I think the Gov. buys the ticket but maybe not. We have a Canadian who got out of jail after 12 years for killing his wife and is being deported back to Canada. I would guess he has no money but maybe a friend or relative can buy the ticket. If he was also a US citizen does that make a difference on being deported? Part of his plea deal was he had to give up custody of 2 young kids. The kids ended up with their aunt who is the twin of their biological mother.
His wife went missing and I saw people searching for her in a nearby park. They found her body few days later a few miles away.
The US provides transportation for deported people to their native countries.
Between being detained by some immigration authority and deportation, there is sometimes an option for “voluntary departure”, in which the person is given a deadline to leave and pays their own way.
Maybe a highjack but I asked this many years ago and I don’t think I ever got an answer. Is there any international legal obligation to return a person to their nation of citizenship? Let’s say the US and Chad make a treaty that we ship all illegal immigrants to Chad and they will accept them. Anything legally wrong with that?
don’t think it is still happening but some big cities would buy a bus ticket for homeless people to get them out of town. I think they could choose where to go. When this became public there were a lot of complaints about it .
While a different scenario from the OP, if someone get off a plane at JFK airport, gets to the immigration checkpoint, and gets told “your visa has been revoked”, or shows up without a valid visa in the first place, or for whatever other reason isn’t admitted, then I’m pretty sure it’s the responsibility of the airline they flew here on to return them to their home country. That’s why most airlines will verify you have a passport and a visa for your destination country before they’ll let you check in for an international flight.
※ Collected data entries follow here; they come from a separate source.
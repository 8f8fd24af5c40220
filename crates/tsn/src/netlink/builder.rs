//! Message builder for constructing netlink messages.

use super::attr::{NlAttr, nla_align};
use super::message::{NLMSG_HDRLEN, NlMsgHdr, nlmsg_align};
use zerocopy::{Immutable, IntoBytes};

/// Builder for constructing netlink messages.
#[derive(Debug, Clone)]
pub struct MessageBuilder {
    buf: Vec<u8>,
}

impl MessageBuilder {
    /// Create a new message builder with the given type and flags.
    pub fn new(msg_type: u16, flags: u16) -> Self {
        let header = NlMsgHdr::new(msg_type, flags);
        let mut buf = vec![0u8; NLMSG_HDRLEN];
        buf[..std::mem::size_of::<NlMsgHdr>()].copy_from_slice(header.as_bytes());
        Self { buf }
    }

    /// Get the current message length.
    pub fn len(&self) -> usize {
        self.buf.len()
    }

    /// Check if the message is empty (header only).
    pub fn is_empty(&self) -> bool {
        self.buf.len() == NLMSG_HDRLEN
    }

    /// Append raw bytes to the message (with alignment padding).
    pub fn append_bytes(&mut self, data: &[u8]) {
        self.buf.extend_from_slice(data);
        // Pad to alignment
        let aligned = nlmsg_align(self.buf.len());
        self.buf.resize(aligned, 0);
    }

    /// Append an attribute with the given type and data.
    pub fn append_attr(&mut self, attr_type: u16, data: &[u8]) {
        let attr = NlAttr::new(attr_type, data.len());
        self.buf.extend_from_slice(attr.as_bytes());
        self.buf.extend_from_slice(data);
        // Pad to alignment
        let aligned = nla_align(self.buf.len());
        self.buf.resize(aligned, 0);
    }

    /// Append a u32 attribute (native endian).
    pub fn append_attr_u32(&mut self, attr_type: u16, value: u32) {
        self.append_attr(attr_type, &value.to_ne_bytes());
    }

    /// Append a null-terminated string attribute.
    pub fn append_attr_str(&mut self, attr_type: u16, value: &str) {
        let mut data = value.as_bytes().to_vec();
        data.push(0); // null terminator
        self.append_attr(attr_type, &data);
    }

    /// Append a fixed-layout record attribute.
    pub fn append_attr_record<T: IntoBytes + Immutable>(&mut self, attr_type: u16, record: &T) {
        self.append_attr(attr_type, record.as_bytes());
    }

    /// Set the sequence number.
    pub fn set_seq(&mut self, seq: u32) {
        let bytes = seq.to_ne_bytes();
        self.buf[8..12].copy_from_slice(&bytes);
    }

    /// Set the port ID.
    pub fn set_pid(&mut self, pid: u32) {
        let bytes = pid.to_ne_bytes();
        self.buf[12..16].copy_from_slice(&bytes);
    }

    /// Finalize and return the message bytes.
    pub fn finish(mut self) -> Vec<u8> {
        // Update message length in header
        let len = self.buf.len() as u32;
        let len_bytes = len.to_ne_bytes();
        self.buf[0..4].copy_from_slice(&len_bytes);
        self.buf
    }

    /// Get the current buffer for inspection.
    pub fn as_bytes(&self) -> &[u8] {
        &self.buf
    }
}

#[cfg(test)]
mod tests {
    use super::*;
    use crate::netlink::attr::NLA_HDRLEN;
    use crate::netlink::message::NLM_F_REQUEST;

    #[test]
    fn test_simple_message() {
        let msg = MessageBuilder::new(16, NLM_F_REQUEST).finish();
        assert_eq!(msg.len(), NLMSG_HDRLEN);

        let header = NlMsgHdr::from_bytes(&msg).unwrap();
        assert_eq!(header.nlmsg_len as usize, NLMSG_HDRLEN);
        assert_eq!(header.nlmsg_type, 16);
        assert_eq!(header.nlmsg_flags, NLM_F_REQUEST);
    }

    #[test]
    fn test_attribute() {
        let mut builder = MessageBuilder::new(16, NLM_F_REQUEST);
        builder.append_attr_u32(1, 0x12345678);
        let msg = builder.finish();

        // Header + attr header + u32 value
        assert_eq!(msg.len(), NLMSG_HDRLEN + NLA_HDRLEN + 4);

        let header = NlMsgHdr::from_bytes(&msg).unwrap();
        assert_eq!(header.nlmsg_len as usize, msg.len());
    }

    #[test]
    fn test_record_attribute() {
        #[derive(zerocopy::IntoBytes, zerocopy::Immutable)]
        #[repr(C)]
        struct Rec {
            a: u8,
            b: u8,
        }

        let mut builder = MessageBuilder::new(16, NLM_F_REQUEST);
        builder.append_attr_record(2, &Rec { a: 1, b: 2 });
        let msg = builder.finish();

        // 2-byte record padded up to 4
        assert_eq!(msg.len(), NLMSG_HDRLEN + NLA_HDRLEN + 4);
        assert_eq!(&msg[NLMSG_HDRLEN + NLA_HDRLEN..], &[1, 2, 0, 0]);
    }

    #[test]
    fn test_seq_and_pid() {
        let mut builder = MessageBuilder::new(16, NLM_F_REQUEST);
        builder.set_seq(42);
        builder.set_pid(1234);
        let msg = builder.finish();

        let header = NlMsgHdr::from_bytes(&msg).unwrap();
        assert_eq!(header.nlmsg_seq, 42);
        assert_eq!(header.nlmsg_pid, 1234);
    }
}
I suppose not being admitted to the country in the first place isn’t technically the same as being deported, but it’s a related scenario.
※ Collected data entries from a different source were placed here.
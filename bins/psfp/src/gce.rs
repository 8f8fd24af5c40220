//! Gate control entry command implementation.

use clap::Args;
use tsn::netlink::Result;
use tsn::netlink::genl::psfp::{GateControlEntry, PsfpConnection};

#[derive(Args)]
pub struct GceArgs {
    /// Stream gate instance
    pub sgi: u32,

    /// Gate control entry index
    pub gci: u32,

    /// StreamGateState
    #[arg(long = "gate_open")]
    pub gate_open: Option<u8>,

    /// Enable IPV
    #[arg(long = "ipv_enable")]
    pub ipv_enable: Option<u8>,

    /// Internal priority value
    #[arg(long)]
    pub ipv: Option<u8>,

    /// TimeInterval in nanoseconds
    #[arg(long = "time_interval")]
    pub time_interval: Option<u32>,

    /// IntervalOctetMax (zero disables the check)
    #[arg(long = "octet_max")]
    pub octet_max: Option<u32>,

    /// Show the operational entry
    #[arg(long)]
    pub status: bool,

    /// Print status as JSON
    #[arg(long)]
    pub json: bool,
}

fn apply(config: &GateControlEntry, args: &GceArgs) -> GateControlEntry {
    let mut updated = *config;
    if let Some(v) = args.gate_open {
        updated.gate_open = v;
    }
    if let Some(v) = args.ipv_enable {
        updated.ipv_enable = v;
    }
    if let Some(v) = args.ipv {
        updated.ipv = v;
    }
    if let Some(v) = args.time_interval {
        updated.time_interval = v;
    }
    if let Some(v) = args.octet_max {
        updated.octet_max = v;
    }
    updated
}

fn print_entry(entry: &GateControlEntry, json: bool) {
    if json {
        let value = serde_json::json!({
            "gate_open": entry.gate_open,
            "ipv_enable": entry.ipv_enable,
            "ipv": entry.ipv,
            "time_interval": entry.time_interval,
            "octet_max": entry.octet_max,
        });
        println!("{}", value);
        return;
    }

    println!("gate_open: {}", entry.gate_open);
    println!("ipv_enable: {}", entry.ipv_enable);
    println!("ipv: {}", entry.ipv);
    println!("time_interval: {}", entry.time_interval);
    println!("octet_max: {}", entry.octet_max);
}

/// Run the gce command.
pub async fn run(args: GceArgs) -> Result<()> {
    let conn = PsfpConnection::new().await?;

    if args.status {
        let entry = conn.gce_status(args.sgi, args.gci).await?;
        print_entry(&entry, args.json);
        return Ok(());
    }

    let config = conn.gce_config(args.sgi, args.gci).await?;
    let updated = apply(&config, &args);

    if updated == config {
        print_entry(&config, false);
        return Ok(());
    }

    conn.set_gce_config(args.sgi, args.gci, &updated).await
}

#[cfg(test)]
mod tests {
    use super::*;
    use clap::Parser;

    #[derive(Parser)]
    struct TestCli {
        #[command(flatten)]
        args: GceArgs,
    }

    fn gce_args(args: &[&str]) -> GceArgs {
        TestCli::parse_from(std::iter::once("test").chain(args.iter().copied())).args
    }

    #[test]
    fn test_apply_no_options_is_identity() {
        let config = GateControlEntry {
            gate_open: 1,
            time_interval: 50_000,
            ..Default::default()
        };
        assert_eq!(apply(&config, &gce_args(&["2", "0"])), config);
    }

    #[test]
    fn test_apply_edits() {
        let config = GateControlEntry::default();
        let updated = apply(
            &config,
            &gce_args(&["2", "0", "--gate_open", "1", "--time_interval", "100000"]),
        );
        assert_eq!(updated.gate_open, 1);
        assert_eq!(updated.time_interval, 100_000);
        assert_eq!(updated.octet_max, 0);
    }
}
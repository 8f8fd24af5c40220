//! frer - FRER management utility
//!
//! Configures IEEE 802.1CB frame replication and elimination on the
//! LAN966x switch via Generic Netlink.

mod cs;
mod iflow;
mod ms;
mod stream;
mod vlan;

use clap::{Parser, Subcommand};
use tsn::netlink::Result;

#[derive(Parser)]
#[command(name = "frer")]
#[command(about = "LAN966x frame replication and elimination", long_about = None)]
#[command(version)]
struct Cli {
    #[command(subcommand)]
    command: Command,
}

#[derive(Subcommand)]
enum Command {
    /// Configure a compound stream or show its counters
    Cs(cs::CsArgs),

    /// Allocate a member stream across one or two ports
    Msa(ms::MsaArgs),

    /// Free a member stream
    Msf(ms::MsfArgs),

    /// Configure a member stream or show its counters
    Ms(ms::MsArgs),

    /// Configure an ingress flow
    Iflow(iflow::IflowArgs),

    /// Configure per-VLAN flooding and learning
    Vlan(vlan::VlanArgs),
}

#[tokio::main]
async fn main() -> Result<()> {
    tracing_subscriber::fmt()
        .with_env_filter(
            tracing_subscriber::EnvFilter::from_default_env()
                .add_directive(tracing::Level::WARN.into()),
        )
        .init();

    let cli = Cli::parse();

    match cli.command {
        Command::Cs(args) => cs::run(args).await,
        Command::Msa(args) => ms::run_alloc(args).await,
        Command::Msf(args) => ms::run_free(args).await,
        Command::Ms(args) => ms::run(args).await,
        Command::Iflow(args) => iflow::run(args).await,
        Command::Vlan(args) => vlan::run(args).await,
    }
}
//! Connection to the PSFP family.

use tracing::debug;

use super::types::{
    FlowMeterConfig, GateControlEntry, StreamFilterConfig, StreamFilterCounters, StreamGateConfig,
    StreamGateStatus,
};
use super::{PSFP_GENL_NAME, PSFP_GENL_VERSION, PsfpAttr, PsfpCmd};
use crate::netlink::attr::{AttrIter, get};
use crate::netlink::builder::MessageBuilder;
use crate::netlink::error::{Error, Result};
use crate::netlink::genl::connection::{GenlConnection, reply_attrs};

/// Connection to the PSFP Generic Netlink family.
pub struct PsfpConnection {
    genl: GenlConnection,
    family_id: u16,
}

impl PsfpConnection {
    /// Connect and resolve the family ID.
    pub async fn new() -> Result<Self> {
        let genl = GenlConnection::new()?;
        let family = genl.get_family(PSFP_GENL_NAME).await?;
        debug!("connected to {} (id {})", PSFP_GENL_NAME, family.id);
        Ok(Self {
            genl,
            family_id: family.id,
        })
    }

    async fn transact(
        &self,
        cmd: PsfpCmd,
        build_attrs: impl FnOnce(&mut MessageBuilder),
    ) -> Result<Vec<Vec<u8>>> {
        self.genl
            .transact(self.family_id, cmd as u8, PSFP_GENL_VERSION, build_attrs)
            .await
    }

    /// Fetch a stream filter configuration.
    pub async fn filter_config(&self, sfi: u32) -> Result<StreamFilterConfig> {
        let replies = self
            .transact(PsfpCmd::SfConfGet, |b| {
                b.append_attr_u32(PsfpAttr::SfSfi as u16, sfi);
            })
            .await?;
        decode_record(reply_attrs(&replies)?, PsfpAttr::SfConf, "SF_CONF")
    }

    /// Apply a stream filter configuration.
    pub async fn set_filter_config(&self, sfi: u32, config: &StreamFilterConfig) -> Result<()> {
        self.transact(PsfpCmd::SfConfSet, |b| {
            b.append_attr_record(PsfpAttr::SfConf as u16, config);
            b.append_attr_u32(PsfpAttr::SfSfi as u16, sfi);
        })
        .await?;
        Ok(())
    }

    /// Fetch stream filter counters.
    pub async fn filter_counters(&self, sfi: u32) -> Result<StreamFilterCounters> {
        let replies = self
            .transact(PsfpCmd::SfStatusGet, |b| {
                b.append_attr_u32(PsfpAttr::SfSfi as u16, sfi);
            })
            .await?;
        decode_record(reply_attrs(&replies)?, PsfpAttr::SfStatus, "SF_STATUS")
    }

    /// Fetch a stream gate configuration.
    pub async fn gate_config(&self, sgi: u32) -> Result<StreamGateConfig> {
        let replies = self
            .transact(PsfpCmd::SgConfGet, |b| {
                b.append_attr_u32(PsfpAttr::SgSgi as u16, sgi);
            })
            .await?;
        decode_record(reply_attrs(&replies)?, PsfpAttr::SgConf, "SG_CONF")
    }

    /// Apply a stream gate configuration.
    pub async fn set_gate_config(&self, sgi: u32, config: &StreamGateConfig) -> Result<()> {
        self.transact(PsfpCmd::SgConfSet, |b| {
            b.append_attr_record(PsfpAttr::SgConf as u16, config);
            b.append_attr_u32(PsfpAttr::SgSgi as u16, sgi);
        })
        .await?;
        Ok(())
    }

    /// Fetch stream gate status.
    pub async fn gate_status(&self, sgi: u32) -> Result<StreamGateStatus> {
        let replies = self
            .transact(PsfpCmd::SgStatusGet, |b| {
                b.append_attr_u32(PsfpAttr::SgSgi as u16, sgi);
            })
            .await?;
        decode_record(reply_attrs(&replies)?, PsfpAttr::SgStatus, "SG_STATUS")
    }

    /// Fetch a gate control entry configuration.
    pub async fn gce_config(&self, sgi: u32, gci: u32) -> Result<GateControlEntry> {
        let replies = self
            .transact(PsfpCmd::GceConfGet, |b| {
                b.append_attr_u32(PsfpAttr::GceSgi as u16, sgi);
                b.append_attr_u32(PsfpAttr::GceGci as u16, gci);
            })
            .await?;
        decode_record(reply_attrs(&replies)?, PsfpAttr::GceConf, "GCE_CONF")
    }

    /// Apply a gate control entry configuration.
    pub async fn set_gce_config(
        &self,
        sgi: u32,
        gci: u32,
        config: &GateControlEntry,
    ) -> Result<()> {
        self.transact(PsfpCmd::GceConfSet, |b| {
            b.append_attr_record(PsfpAttr::GceConf as u16, config);
            b.append_attr_u32(PsfpAttr::GceSgi as u16, sgi);
            b.append_attr_u32(PsfpAttr::GceGci as u16, gci);
        })
        .await?;
        Ok(())
    }

    /// Fetch the operational state of a gate control entry.
    ///
    /// The status reply carries the entry in the CONF attribute.
    pub async fn gce_status(&self, sgi: u32, gci: u32) -> Result<GateControlEntry> {
        let replies = self
            .transact(PsfpCmd::GceStatusGet, |b| {
                b.append_attr_u32(PsfpAttr::GceSgi as u16, sgi);
                b.append_attr_u32(PsfpAttr::GceGci as u16, gci);
            })
            .await?;
        decode_record(reply_attrs(&replies)?, PsfpAttr::GceConf, "GCE_CONF")
    }

    /// Fetch a flow meter configuration.
    pub async fn meter_config(&self, fmi: u32) -> Result<FlowMeterConfig> {
        let replies = self
            .transact(PsfpCmd::FmConfGet, |b| {
                b.append_attr_u32(PsfpAttr::FmFmi as u16, fmi);
            })
            .await?;
        decode_record(reply_attrs(&replies)?, PsfpAttr::FmConf, "FM_CONF")
    }

    /// Apply a flow meter configuration.
    pub async fn set_meter_config(&self, fmi: u32, config: &FlowMeterConfig) -> Result<()> {
        self.transact(PsfpCmd::FmConfSet, |b| {
            b.append_attr_record(PsfpAttr::FmConf as u16, config);
            b.append_attr_u32(PsfpAttr::FmFmi as u16, fmi);
        })
        .await?;
        Ok(())
    }
}

fn decode_record<T: zerocopy::FromBytes>(
    attrs: &[u8],
    attr: PsfpAttr,
    name: &'static str,
) -> Result<T> {
    for (attr_type, data) in AttrIter::new(attrs) {
        if attr_type == attr as u16 {
            return get::record(data);
        }
    }
    Err(Error::MissingAttribute { name })
}

#[cfg(test)]
mod tests {
    use super::*;
    use crate::netlink::attr::{NlAttr, nla_align};
    use zerocopy::IntoBytes;

    fn attr_bytes(attr_type: u16, payload: &[u8]) -> Vec<u8> {
        let mut buf = Vec::new();
        buf.extend_from_slice(NlAttr::new(attr_type, payload.len()).as_bytes());
        buf.extend_from_slice(payload);
        buf.resize(nla_align(buf.len()), 0);
        buf
    }

    #[test]
    fn test_decode_filter_config() {
        let config = StreamFilterConfig {
            enable: 1,
            max_sdu: 1500,
            block_oversize_enable: 1,
            block_oversize: 0,
            ..Default::default()
        };
        let buf = attr_bytes(PsfpAttr::SfConf as u16, config.as_bytes());

        let decoded: StreamFilterConfig =
            decode_record(&buf, PsfpAttr::SfConf, "SF_CONF").unwrap();
        assert_eq!(decoded, config);
    }

    #[test]
    fn test_decode_filter_counters() {
        let counters = StreamFilterCounters {
            matching_frames_count: 99,
            red_frames_count: 2,
            ..Default::default()
        };
        let buf = attr_bytes(PsfpAttr::SfStatus as u16, counters.as_bytes());

        let decoded: StreamFilterCounters =
            decode_record(&buf, PsfpAttr::SfStatus, "SF_STATUS").unwrap();
        assert_eq!(decoded.matching_frames_count, 99);
        assert_eq!(decoded.red_frames_count, 2);
    }

    #[test]
    fn test_decode_missing_attribute() {
        let buf = attr_bytes(PsfpAttr::SgSgi as u16, &1u32.to_ne_bytes());
        let err = decode_record::<StreamGateConfig>(&buf, PsfpAttr::SgConf, "SG_CONF")
            .unwrap_err();
        assert!(matches!(err, Error::MissingAttribute { name: "SG_CONF" }));
    }

    #[test]
    fn test_decode_gate_status_truncated() {
        let buf = attr_bytes(PsfpAttr::SgStatus as u16, &[0u8; 20]);
        let err = decode_record::<StreamGateStatus>(&buf, PsfpAttr::SgStatus, "SG_STATUS")
            .unwrap_err();
        assert!(matches!(err, Error::Truncated { expected: 56, actual: 20 }));
    }
}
There was a minor uproar in the media a few years ago about people being deported from Canada to Somalia (after being convicted of crimes in Canada, not yet naturalized). Normally, the paperwork goes through the embassy if necessary to verify the person is a citizen, then they are deported to their country of citizenship. Somalia at the time did not have the necessary central government, and the Canadian immigration service was apparently flying people to Kenya and paying some private service to fly them to Mogadishu where they were dumped on the tarmac. (not literally, but basically “get off here…”)
It mentioned there were some people they could not deport because the governments were being uncooperative about verifying citizenship. But of course, these are usually third world countries where economic pressure can be brought and most have no reason to antagonize Canada (or the USA) over some nobody if they are obviously their citizen. I do recall some mention at the time that some country (Guatemala? Honduras?) had made an agreement with the USA to take people that the USA could not make arrangements to ship home (typically somewhere in central Asian or the Middle East).
I remember talking to a fellow - not as clever as he thought- who was on a group trip with a bunch of college friends, back before 9-11. They got to the Detroit border, and in those days even a driver’s license would work to cross. To avoid hassles, he decided to say he was Canadian, even though he’d been born in Germany and was about 2 when his parents moved to Canada - still not naturalized. The computer system was smart enough to catch this, and his next call was to his parents “Hey, mom and dad, guess where I am… Germany!” So even though he was a legal resident of Canada and it was less than half a mile that-a-way, they deported him to his country of citizenship. He didn’t mention any cost, but of course he (his parents) had to pay to get him back to Canada.
I remember reading a story of a man who was being deported from the US to Canada a few years ago where he was driven from his prison straight to the airport by police who waited until he physically got on the plane until they left
I don’t know about the US, but no one can be deported from the EU unless a country can be found to accept them and then not to a country where they may be threatened with a death sentence.
AFAIK the fare is paid by the country where they are caught.
Illegal immigrants to the UK normally destroy any evidence of their country of residence as this makes deportation much harder.
This week the Australian Government deported a terrorist who had Australian and Arabic citizenship. As they cannot deport a citizen, they revoked his Australian citizenship leaving him with just the Algerian one he had from birth. He did not want to leave Australia, wanted to stay in prison here rather than go back to Algeria.
This was also a stink in Canada. The previous government in response to ISIS had been contemplating a law to revoke Canadian citizenship from naturalized Canadians or dual-citizens who engaged in terrorism. The blowback was, this would create two classes of citizens - those who could lose their citizenship and those who could not. (with associated claims of racism, etc. etc.) For example, I was born in Canada but both my parents were British and immigrated here, so I have UK citizenship too. If the government chose for some reason to label me a terrorist (say, I donated some money to the wrong cause like some Palestinian charity, thus supporting terrorism) they could simply revoke my citizenship and send me to England never to return, although I was born here and lived here all my life. My wife who is not a dual citizen would be immune from such treatment.
I know of a case where that happened with someone being deported to China- problem was, the flight made an unscheduled stop in Chicago for some reason and allowed passengers to leave the plane. The deportee is presumably still in the US.